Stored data

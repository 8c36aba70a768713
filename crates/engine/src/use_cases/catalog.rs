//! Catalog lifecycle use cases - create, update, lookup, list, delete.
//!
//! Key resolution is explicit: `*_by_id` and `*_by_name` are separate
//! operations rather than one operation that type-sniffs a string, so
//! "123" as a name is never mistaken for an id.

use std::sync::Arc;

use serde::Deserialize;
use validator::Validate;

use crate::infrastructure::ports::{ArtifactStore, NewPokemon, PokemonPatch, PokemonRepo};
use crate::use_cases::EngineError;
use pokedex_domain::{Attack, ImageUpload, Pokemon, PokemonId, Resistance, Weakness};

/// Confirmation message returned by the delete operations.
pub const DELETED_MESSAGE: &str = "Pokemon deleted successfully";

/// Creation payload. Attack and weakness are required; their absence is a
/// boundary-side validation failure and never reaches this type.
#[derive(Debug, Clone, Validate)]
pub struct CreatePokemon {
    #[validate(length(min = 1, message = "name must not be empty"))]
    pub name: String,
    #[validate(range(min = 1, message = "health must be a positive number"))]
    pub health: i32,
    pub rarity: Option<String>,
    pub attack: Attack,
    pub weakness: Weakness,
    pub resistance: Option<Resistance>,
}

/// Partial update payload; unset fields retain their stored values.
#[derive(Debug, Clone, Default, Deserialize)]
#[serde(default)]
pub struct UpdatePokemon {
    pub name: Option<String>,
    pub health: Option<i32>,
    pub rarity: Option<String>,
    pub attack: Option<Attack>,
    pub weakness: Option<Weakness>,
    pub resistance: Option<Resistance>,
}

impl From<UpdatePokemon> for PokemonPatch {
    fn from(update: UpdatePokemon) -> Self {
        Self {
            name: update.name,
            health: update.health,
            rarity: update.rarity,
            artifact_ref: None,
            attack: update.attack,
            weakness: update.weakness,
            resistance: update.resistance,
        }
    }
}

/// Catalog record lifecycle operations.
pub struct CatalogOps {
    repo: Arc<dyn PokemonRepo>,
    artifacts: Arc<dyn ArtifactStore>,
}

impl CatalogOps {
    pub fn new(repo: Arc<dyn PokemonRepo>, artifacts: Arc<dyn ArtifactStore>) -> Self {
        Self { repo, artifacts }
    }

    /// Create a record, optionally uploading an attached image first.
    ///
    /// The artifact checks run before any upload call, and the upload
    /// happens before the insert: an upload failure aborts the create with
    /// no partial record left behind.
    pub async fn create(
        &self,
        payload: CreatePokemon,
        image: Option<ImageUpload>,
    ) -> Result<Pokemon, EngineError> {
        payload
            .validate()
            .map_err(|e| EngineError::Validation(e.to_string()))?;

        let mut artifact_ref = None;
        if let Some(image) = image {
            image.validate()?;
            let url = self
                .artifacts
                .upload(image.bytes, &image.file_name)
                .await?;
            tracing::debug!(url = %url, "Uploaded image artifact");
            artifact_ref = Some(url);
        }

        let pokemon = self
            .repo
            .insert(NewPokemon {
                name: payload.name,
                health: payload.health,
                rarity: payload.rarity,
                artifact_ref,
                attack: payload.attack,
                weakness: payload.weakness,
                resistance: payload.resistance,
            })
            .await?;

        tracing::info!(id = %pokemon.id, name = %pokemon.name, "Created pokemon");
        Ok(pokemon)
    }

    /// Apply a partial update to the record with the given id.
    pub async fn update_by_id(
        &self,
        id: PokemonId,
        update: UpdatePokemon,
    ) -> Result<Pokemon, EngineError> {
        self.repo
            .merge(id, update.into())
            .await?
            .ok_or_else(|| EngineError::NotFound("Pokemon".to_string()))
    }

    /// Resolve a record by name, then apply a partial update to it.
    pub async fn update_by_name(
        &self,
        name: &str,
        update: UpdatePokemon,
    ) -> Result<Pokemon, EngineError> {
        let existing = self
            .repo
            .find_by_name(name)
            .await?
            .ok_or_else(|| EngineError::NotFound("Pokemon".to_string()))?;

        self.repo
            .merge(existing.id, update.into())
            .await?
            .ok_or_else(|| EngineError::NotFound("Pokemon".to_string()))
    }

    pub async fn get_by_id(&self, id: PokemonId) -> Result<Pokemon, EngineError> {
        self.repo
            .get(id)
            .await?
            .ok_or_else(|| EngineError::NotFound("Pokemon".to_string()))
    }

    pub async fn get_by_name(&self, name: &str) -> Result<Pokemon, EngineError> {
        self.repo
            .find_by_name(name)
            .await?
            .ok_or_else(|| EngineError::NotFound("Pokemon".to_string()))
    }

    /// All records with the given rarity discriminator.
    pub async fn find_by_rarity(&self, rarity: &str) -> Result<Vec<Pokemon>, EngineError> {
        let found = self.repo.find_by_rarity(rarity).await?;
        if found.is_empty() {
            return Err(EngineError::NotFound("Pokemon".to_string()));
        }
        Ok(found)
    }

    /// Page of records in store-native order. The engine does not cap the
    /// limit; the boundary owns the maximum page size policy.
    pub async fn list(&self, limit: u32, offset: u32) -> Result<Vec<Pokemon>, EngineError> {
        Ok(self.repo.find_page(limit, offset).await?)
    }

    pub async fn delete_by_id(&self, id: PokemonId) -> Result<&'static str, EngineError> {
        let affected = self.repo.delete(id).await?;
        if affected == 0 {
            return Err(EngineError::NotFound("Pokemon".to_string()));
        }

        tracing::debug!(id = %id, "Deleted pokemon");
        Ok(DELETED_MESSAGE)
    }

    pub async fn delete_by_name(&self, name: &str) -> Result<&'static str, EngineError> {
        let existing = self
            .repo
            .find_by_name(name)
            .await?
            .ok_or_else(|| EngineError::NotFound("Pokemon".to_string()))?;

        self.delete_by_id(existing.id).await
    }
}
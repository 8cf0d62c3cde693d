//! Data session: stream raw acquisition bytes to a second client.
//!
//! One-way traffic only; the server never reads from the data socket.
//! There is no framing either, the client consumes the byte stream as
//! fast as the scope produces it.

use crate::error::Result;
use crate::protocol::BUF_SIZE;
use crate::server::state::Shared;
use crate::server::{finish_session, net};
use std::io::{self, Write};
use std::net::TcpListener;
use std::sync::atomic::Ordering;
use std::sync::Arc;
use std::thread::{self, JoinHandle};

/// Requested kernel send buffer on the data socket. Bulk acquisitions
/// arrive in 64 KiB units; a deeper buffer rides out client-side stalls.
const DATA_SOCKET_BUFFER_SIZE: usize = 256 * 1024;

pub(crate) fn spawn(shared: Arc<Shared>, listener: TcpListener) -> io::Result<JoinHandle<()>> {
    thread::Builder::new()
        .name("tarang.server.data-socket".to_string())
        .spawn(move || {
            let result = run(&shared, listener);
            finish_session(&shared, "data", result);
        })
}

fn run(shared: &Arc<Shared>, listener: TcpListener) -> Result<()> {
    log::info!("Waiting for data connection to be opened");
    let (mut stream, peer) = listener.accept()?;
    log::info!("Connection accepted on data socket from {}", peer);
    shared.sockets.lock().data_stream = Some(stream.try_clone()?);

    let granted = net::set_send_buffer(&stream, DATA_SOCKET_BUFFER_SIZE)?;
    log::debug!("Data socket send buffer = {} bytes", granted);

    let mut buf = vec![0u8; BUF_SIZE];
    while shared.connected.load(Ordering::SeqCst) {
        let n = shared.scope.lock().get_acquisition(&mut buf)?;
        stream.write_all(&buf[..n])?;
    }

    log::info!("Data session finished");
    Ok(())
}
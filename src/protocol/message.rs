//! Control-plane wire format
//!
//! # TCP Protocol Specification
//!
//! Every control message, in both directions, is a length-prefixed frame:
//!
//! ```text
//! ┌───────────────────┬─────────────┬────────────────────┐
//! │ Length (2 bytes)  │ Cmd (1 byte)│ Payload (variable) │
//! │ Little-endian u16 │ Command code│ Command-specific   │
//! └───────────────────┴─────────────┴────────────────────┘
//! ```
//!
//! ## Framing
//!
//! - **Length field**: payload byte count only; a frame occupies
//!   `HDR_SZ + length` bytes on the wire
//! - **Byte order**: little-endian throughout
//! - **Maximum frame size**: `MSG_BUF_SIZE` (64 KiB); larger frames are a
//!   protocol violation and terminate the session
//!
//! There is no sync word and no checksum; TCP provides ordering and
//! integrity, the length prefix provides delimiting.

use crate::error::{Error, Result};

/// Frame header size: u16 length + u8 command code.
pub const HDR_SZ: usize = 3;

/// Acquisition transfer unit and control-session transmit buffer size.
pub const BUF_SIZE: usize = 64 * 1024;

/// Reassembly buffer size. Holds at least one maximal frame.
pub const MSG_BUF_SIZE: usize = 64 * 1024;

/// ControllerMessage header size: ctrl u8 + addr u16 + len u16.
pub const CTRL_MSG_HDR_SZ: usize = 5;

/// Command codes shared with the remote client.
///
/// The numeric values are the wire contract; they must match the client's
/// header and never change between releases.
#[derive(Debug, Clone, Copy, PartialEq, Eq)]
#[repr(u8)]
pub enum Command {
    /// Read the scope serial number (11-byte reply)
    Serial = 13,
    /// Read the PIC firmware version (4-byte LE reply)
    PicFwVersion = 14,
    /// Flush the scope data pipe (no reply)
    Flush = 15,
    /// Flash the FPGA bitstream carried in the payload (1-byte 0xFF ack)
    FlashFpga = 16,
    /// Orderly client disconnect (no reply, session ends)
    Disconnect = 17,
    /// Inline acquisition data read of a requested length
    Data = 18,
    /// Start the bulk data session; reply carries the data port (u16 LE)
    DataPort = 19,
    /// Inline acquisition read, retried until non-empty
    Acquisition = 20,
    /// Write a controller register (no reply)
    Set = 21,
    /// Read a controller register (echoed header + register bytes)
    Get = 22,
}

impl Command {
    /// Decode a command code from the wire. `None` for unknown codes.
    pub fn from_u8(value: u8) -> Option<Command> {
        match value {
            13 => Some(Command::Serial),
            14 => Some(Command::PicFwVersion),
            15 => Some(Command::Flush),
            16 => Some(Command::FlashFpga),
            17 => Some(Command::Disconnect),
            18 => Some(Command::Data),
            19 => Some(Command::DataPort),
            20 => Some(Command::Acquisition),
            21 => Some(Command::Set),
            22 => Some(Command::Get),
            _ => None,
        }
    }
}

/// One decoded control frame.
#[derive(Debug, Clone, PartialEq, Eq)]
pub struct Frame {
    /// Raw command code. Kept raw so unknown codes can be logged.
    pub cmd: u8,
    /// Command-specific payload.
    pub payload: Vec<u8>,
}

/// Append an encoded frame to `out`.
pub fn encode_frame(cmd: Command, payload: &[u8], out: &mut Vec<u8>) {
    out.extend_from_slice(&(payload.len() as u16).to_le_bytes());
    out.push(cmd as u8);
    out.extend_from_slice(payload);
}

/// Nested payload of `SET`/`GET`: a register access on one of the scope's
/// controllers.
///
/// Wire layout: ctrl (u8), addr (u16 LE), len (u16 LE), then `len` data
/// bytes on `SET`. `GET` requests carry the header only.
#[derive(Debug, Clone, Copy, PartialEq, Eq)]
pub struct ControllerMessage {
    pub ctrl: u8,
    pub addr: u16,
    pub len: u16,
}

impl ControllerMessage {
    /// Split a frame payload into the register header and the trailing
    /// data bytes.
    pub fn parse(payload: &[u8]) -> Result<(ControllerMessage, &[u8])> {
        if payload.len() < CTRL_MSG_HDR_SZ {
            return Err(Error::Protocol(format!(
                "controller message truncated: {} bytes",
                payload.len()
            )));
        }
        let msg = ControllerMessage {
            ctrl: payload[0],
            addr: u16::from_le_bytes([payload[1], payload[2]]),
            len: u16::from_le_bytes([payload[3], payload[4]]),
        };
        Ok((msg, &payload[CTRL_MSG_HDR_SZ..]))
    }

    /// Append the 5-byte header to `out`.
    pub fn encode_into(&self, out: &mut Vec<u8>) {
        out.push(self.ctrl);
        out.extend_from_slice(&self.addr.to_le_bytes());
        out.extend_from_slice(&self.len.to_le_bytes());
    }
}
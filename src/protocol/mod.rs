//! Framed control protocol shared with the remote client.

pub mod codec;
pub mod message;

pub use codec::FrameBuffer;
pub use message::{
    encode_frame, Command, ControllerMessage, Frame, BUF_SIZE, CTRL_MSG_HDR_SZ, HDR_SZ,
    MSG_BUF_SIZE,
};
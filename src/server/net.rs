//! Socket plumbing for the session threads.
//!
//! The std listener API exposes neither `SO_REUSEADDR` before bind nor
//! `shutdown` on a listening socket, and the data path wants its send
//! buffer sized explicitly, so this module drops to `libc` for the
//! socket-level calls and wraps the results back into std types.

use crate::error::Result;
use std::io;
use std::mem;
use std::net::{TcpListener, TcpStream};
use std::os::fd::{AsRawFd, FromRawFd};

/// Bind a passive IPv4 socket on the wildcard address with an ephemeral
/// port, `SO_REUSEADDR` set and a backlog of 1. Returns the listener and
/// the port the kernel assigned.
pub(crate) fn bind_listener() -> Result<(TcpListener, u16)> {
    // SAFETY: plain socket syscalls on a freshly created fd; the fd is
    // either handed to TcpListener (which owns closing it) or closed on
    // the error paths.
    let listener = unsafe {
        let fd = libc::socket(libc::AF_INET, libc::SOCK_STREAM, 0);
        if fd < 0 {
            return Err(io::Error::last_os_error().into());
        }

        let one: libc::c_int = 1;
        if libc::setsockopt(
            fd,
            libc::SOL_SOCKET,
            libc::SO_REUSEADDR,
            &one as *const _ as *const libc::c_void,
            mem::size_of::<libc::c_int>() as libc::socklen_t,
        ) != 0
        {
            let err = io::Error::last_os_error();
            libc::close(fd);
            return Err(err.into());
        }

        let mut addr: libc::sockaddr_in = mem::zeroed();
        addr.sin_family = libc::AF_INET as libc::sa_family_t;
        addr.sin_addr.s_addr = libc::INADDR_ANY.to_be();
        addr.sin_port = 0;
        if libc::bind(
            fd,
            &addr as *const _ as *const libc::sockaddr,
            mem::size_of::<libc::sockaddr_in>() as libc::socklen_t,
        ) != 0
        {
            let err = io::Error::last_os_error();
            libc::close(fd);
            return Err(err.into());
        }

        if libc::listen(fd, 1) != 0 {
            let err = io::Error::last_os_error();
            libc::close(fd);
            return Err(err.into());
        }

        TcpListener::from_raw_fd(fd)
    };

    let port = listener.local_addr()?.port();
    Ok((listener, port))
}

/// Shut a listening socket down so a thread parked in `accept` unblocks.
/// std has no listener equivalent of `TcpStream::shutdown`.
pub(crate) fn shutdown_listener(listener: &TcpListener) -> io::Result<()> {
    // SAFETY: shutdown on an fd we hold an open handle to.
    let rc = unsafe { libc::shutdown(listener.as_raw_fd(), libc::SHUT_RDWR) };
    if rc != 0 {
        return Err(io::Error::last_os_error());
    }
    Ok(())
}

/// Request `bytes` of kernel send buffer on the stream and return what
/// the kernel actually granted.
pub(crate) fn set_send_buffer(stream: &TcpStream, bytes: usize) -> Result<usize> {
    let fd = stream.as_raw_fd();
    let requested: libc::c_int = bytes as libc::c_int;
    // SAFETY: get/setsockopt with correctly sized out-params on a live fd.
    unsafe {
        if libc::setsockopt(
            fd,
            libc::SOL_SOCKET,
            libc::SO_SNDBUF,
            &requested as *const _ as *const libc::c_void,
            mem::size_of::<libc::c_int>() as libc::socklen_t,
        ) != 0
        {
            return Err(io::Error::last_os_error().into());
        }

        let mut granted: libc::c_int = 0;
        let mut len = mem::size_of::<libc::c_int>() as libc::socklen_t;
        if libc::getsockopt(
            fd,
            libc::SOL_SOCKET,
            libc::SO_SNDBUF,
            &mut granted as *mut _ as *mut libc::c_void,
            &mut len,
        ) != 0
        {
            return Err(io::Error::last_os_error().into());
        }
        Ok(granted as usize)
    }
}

Work request » In the entries, some lines may contain the word "ControllerMessage". Give how many do, as a number by itself.

Answer below » 6